2011 Olio su lino e sculture in marmo Statuario di Carrara e Nero del Belgio 200x160
TESTA FRA LE NUVOLE, olio su lino e sculture in marmo Statuario di Carrara e Nero del Belgio
cm. 200×160
  • TESTA FRA LE NUVOLE, olio su lino e sculture in marmo Statuario di Carrara e Nero del Belgio, cm. 200×160
  • L’OPERA è strutturata come una pala d’altare barocca con la classica figura centrale contornata da sculture e da nuvole. Queste sono rappresentate in modi disparati: da inconsistente vapore a geometrici cirri, fino al marmo nero che con la leggerezza della forma contraddice la pesantezza della pietra.
  • L’ARTISTA affronta in maniera ironica l’espressione “con la testa fra le nuvole”; solitamente utilizzata per indicare chi si distrae dal mondo. In questo caso allude alla capacità creativa ed astrattiva di colui che guarda la vita dall’alto. Quando permette di distaccarsi dai problemi, di trovare soluzioni non convenzionali, di conquistare una visione superiore: allora “avere la testa fra le nuvole” si traduce in una valenza positiva.

  • LE NUVOLE non rispettano la rappresentazione tradizionale. Sono irreali: passano da impalpabile vapore alla consistenza di piccoli poliedri dalle sfaccettature del diamante; dai cirri che si modellano in sculture aeree dipinte sulla tela, fino alla loro trasposizione nel marmo nero, in cui la gravezza della pietra esalta la levità della forma.

  • ANCORA nuvole rimangono sospese nel mezzo del quadro e scandiscono il buio della stele, da cui emerge il corpo di un uomo.
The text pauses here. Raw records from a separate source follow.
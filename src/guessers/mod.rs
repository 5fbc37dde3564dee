//! Candidate phrase generators.
//!
//! A [`Guesser`] is configured from a string-keyed option map, initialised once and
//! then pulled for candidates one at a time. The pipeline does not pull directly:
//! [`run_guesser`] drives a guesser on its own thread, pushing batches of
//! [`BATCH_SIZE`] blocks into the first channel until the guesser runs dry or the
//! controller raises the abort flag.
//!
//! # Lifecycle
//!
//! ```text
//!   create(name) ──▶ setup(options) ──▶ init() ──────────┐
//!                                   └─▶ load_state(r) ───┤
//!                                                        ▼
//!                                              guess() ... guess() = false
//!                                                        │
//!                                                        ▼
//!                                                  save_state(w)
//! ```
//!
//! # Available Guessers
//!
//! | Name | Resumable | Exhausts |
//! |------|-----------|----------|
//! | `incremental` | yes | after the longest length |
//! | `random` | no | never |
//! | `dictionary` | yes | after the last line |

use std::collections::BTreeMap;
use std::sync::atomic::{AtomicBool, Ordering};
use std::time::{Duration, Instant};

use crate::attack::AttackContext;
use crate::channel::BoundedChannel;
use crate::checkpoint::{StateReader, StateWriter};
use crate::config::LogLevel;
use crate::error::{Error, Result};
use crate::phrase::PhraseBlock;
use crate::plog_fmt;

mod charset;
mod dictionary;
mod incremental;
mod random;

pub use charset::CharsetOptions;
pub use dictionary::DictionaryGuesser;
pub use incremental::IncrementalGuesser;
pub use random::RandomGuesser;

/// Option map handed to [`Guesser::setup`].
pub type GuesserOptions = BTreeMap<String, String>;

/// Number of candidates a guesser thread produces per channel write.
pub const BATCH_SIZE: usize = 8;

const CATALOGUE: &[(&str, &str)] = &[
    (
        incremental::NAME,
        "every string over a charset, shortest first, in charset order",
    ),
    (random::NAME, "random strings over a charset, never ends"),
    (dictionary::NAME, "lines of a word list in file order"),
];

/// A source of candidate pass phrases.
///
/// Implementations hold only their own progress; they never touch channels or the
/// attack status.
pub trait Guesser: Send {
    /// Name used on the command line and in logs.
    fn name(&self) -> &'static str;

    /// Recognised option keys with a short description each.
    fn options(&self) -> &'static [(&'static str, &'static str)];

    /// Applies options. Unknown keys are logged and ignored.
    ///
    /// # Errors
    ///
    /// Returns [`Error::InvalidConfig`] for values that cannot be parsed.
    fn setup(&mut self, options: &GuesserOptions) -> Result<()>;

    /// Validates the configuration and resets progress to the start.
    ///
    /// # Errors
    ///
    /// Returns [`Error::InvalidConfig`] or [`Error::Io`] when the guesser cannot run.
    fn init(&mut self) -> Result<()>;

    /// Writes the next candidate into `out`. Returns false once exhausted, leaving
    /// `out` untouched.
    fn guess(&mut self, out: &mut PhraseBlock) -> bool;

    /// Writes the progress needed to continue after the last guessed phrase.
    fn save_state(&self, _writer: &mut dyn StateWriter) {}

    /// Restores progress saved by [`save_state`](Self::save_state). Replaces
    /// [`init`](Self::init) on resume.
    ///
    /// # Errors
    ///
    /// Returns [`Error::MissingState`] or [`Error::State`] for incomplete or
    /// inconsistent checkpoints.
    fn load_state(&mut self, _reader: &mut dyn StateReader) -> Result<()> {
        self.init()
    }
}

/// Instantiates a guesser by name.
///
/// # Errors
///
/// Returns [`Error::InvalidConfig`] for unknown names.
///
/// # Example
///
/// ```rust
/// use phrasehound::guessers::{self, GuesserOptions};
/// use phrasehound::PhraseBlock;
///
/// let mut guesser = guessers::create("incremental").unwrap();
/// let options: GuesserOptions = [("charset", "ab"), ("max", "2")]
///     .into_iter()
///     .map(|(k, v)| (k.to_string(), v.to_string()))
///     .collect();
/// guesser.setup(&options).unwrap();
/// guesser.init().unwrap();
///
/// let mut block = PhraseBlock::default();
/// assert!(guesser.guess(&mut block));
/// assert_eq!(block.as_bytes(), b"a");
/// ```
pub fn create(name: &str) -> Result<Box<dyn Guesser>> {
    match name {
        incremental::NAME => Ok(Box::new(IncrementalGuesser::new())),
        random::NAME => Ok(Box::new(RandomGuesser::new())),
        dictionary::NAME => Ok(Box::new(DictionaryGuesser::new())),
        other => Err(Error::InvalidConfig(format!(
            "unknown guesser '{}' (try --list-guessers)",
            other
        ))),
    }
}

/// Names and descriptions of every guesser [`create`] knows.
pub fn catalogue() -> &'static [(&'static str, &'static str)] {
    CATALOGUE
}

pub(crate) fn warn_unknown_option(guesser: &str, key: &str) {
    plog_fmt!(
        LogLevel::Warn,
        "Ignoring unknown option '{}' for guesser {}",
        key,
        guesser
    );
}

/// Drives `guesser` until it is exhausted or `abort` is raised.
///
/// Candidates are written to `output` in batches. When the guesser runs dry the short
/// final batch is still delivered and the context is told exactly once. Returns the
/// number of candidates produced.
pub fn run_guesser(
    guesser: &mut dyn Guesser,
    output: &BoundedChannel<PhraseBlock>,
    ctx: &AttackContext,
    abort: &AtomicBool,
    rate_interval: Duration,
) -> u64 {
    let mut batch: Vec<PhraseBlock> = vec![PhraseBlock::default(); BATCH_SIZE];
    let mut produced: u64 = 0;
    let mut window_start = Instant::now();
    let mut window_count: u64 = 0;

    while !abort.load(Ordering::Acquire) {
        let mut n = 0;
        while n < BATCH_SIZE && guesser.guess(&mut batch[n]) {
            n += 1;
        }

        if n > 0 {
            window_count += n as u64;
            let elapsed = window_start.elapsed();
            if elapsed >= rate_interval {
                plog_fmt!(
                    LogLevel::Info,
                    "Rate: {} phrases / second. Phrase: {}",
                    (window_count as f64 / elapsed.as_secs_f64()) as u64,
                    batch[n - 1].to_string_lossy()
                );
                window_start = Instant::now();
                window_count = 0;
            }
            produced += n as u64;
            output.put_n(batch[..n].iter_mut().map(std::mem::take));
        }

        if n < BATCH_SIZE {
            plog_fmt!(
                LogLevel::Notice,
                "Guesser {} exhausted after {} phrases",
                guesser.name(),
                produced
            );
            ctx.exhausted();
            break;
        }
    }

    produced
}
  • LE PUNTE in acciaio sotto la figura maschile (pur essendo dipinte sulla superficie bidimensionale) sono una componente scultorea, che trae in inganno l’occhio ed imprime modernità al quadro. La loro funzione è rompere la classicità prevedibile e rasserenante con un elemento attuale nel materiale ed inquietante per la forma accuminata.

  • UN CIELO irreale incornicia la stele scura, sopra la quale si addensano le nuvole.

  • L’UOMO si copre il volto con le mani in una posa enigmatica, la cui interpretazione è volutamente affidata alla condizione psicologica dello spettatore.

  • ALLE SFUMATURE del cielo e delle nuvole si contrappongono i colori terrosi delle geometrie nella stele. La loro sagoma regolare e rigorosa, scandisce lo spazio metafisico senza ricorrere a punti di riferimento naturalistici.

  • LA SCULTURA ai piedi dell’uomo rappresenta la matrice dell’opera . Essa sintetizza in marmo Statuario e in Nero del Belgio i temi e le strutture sviluppati esplicitamente sulla tela.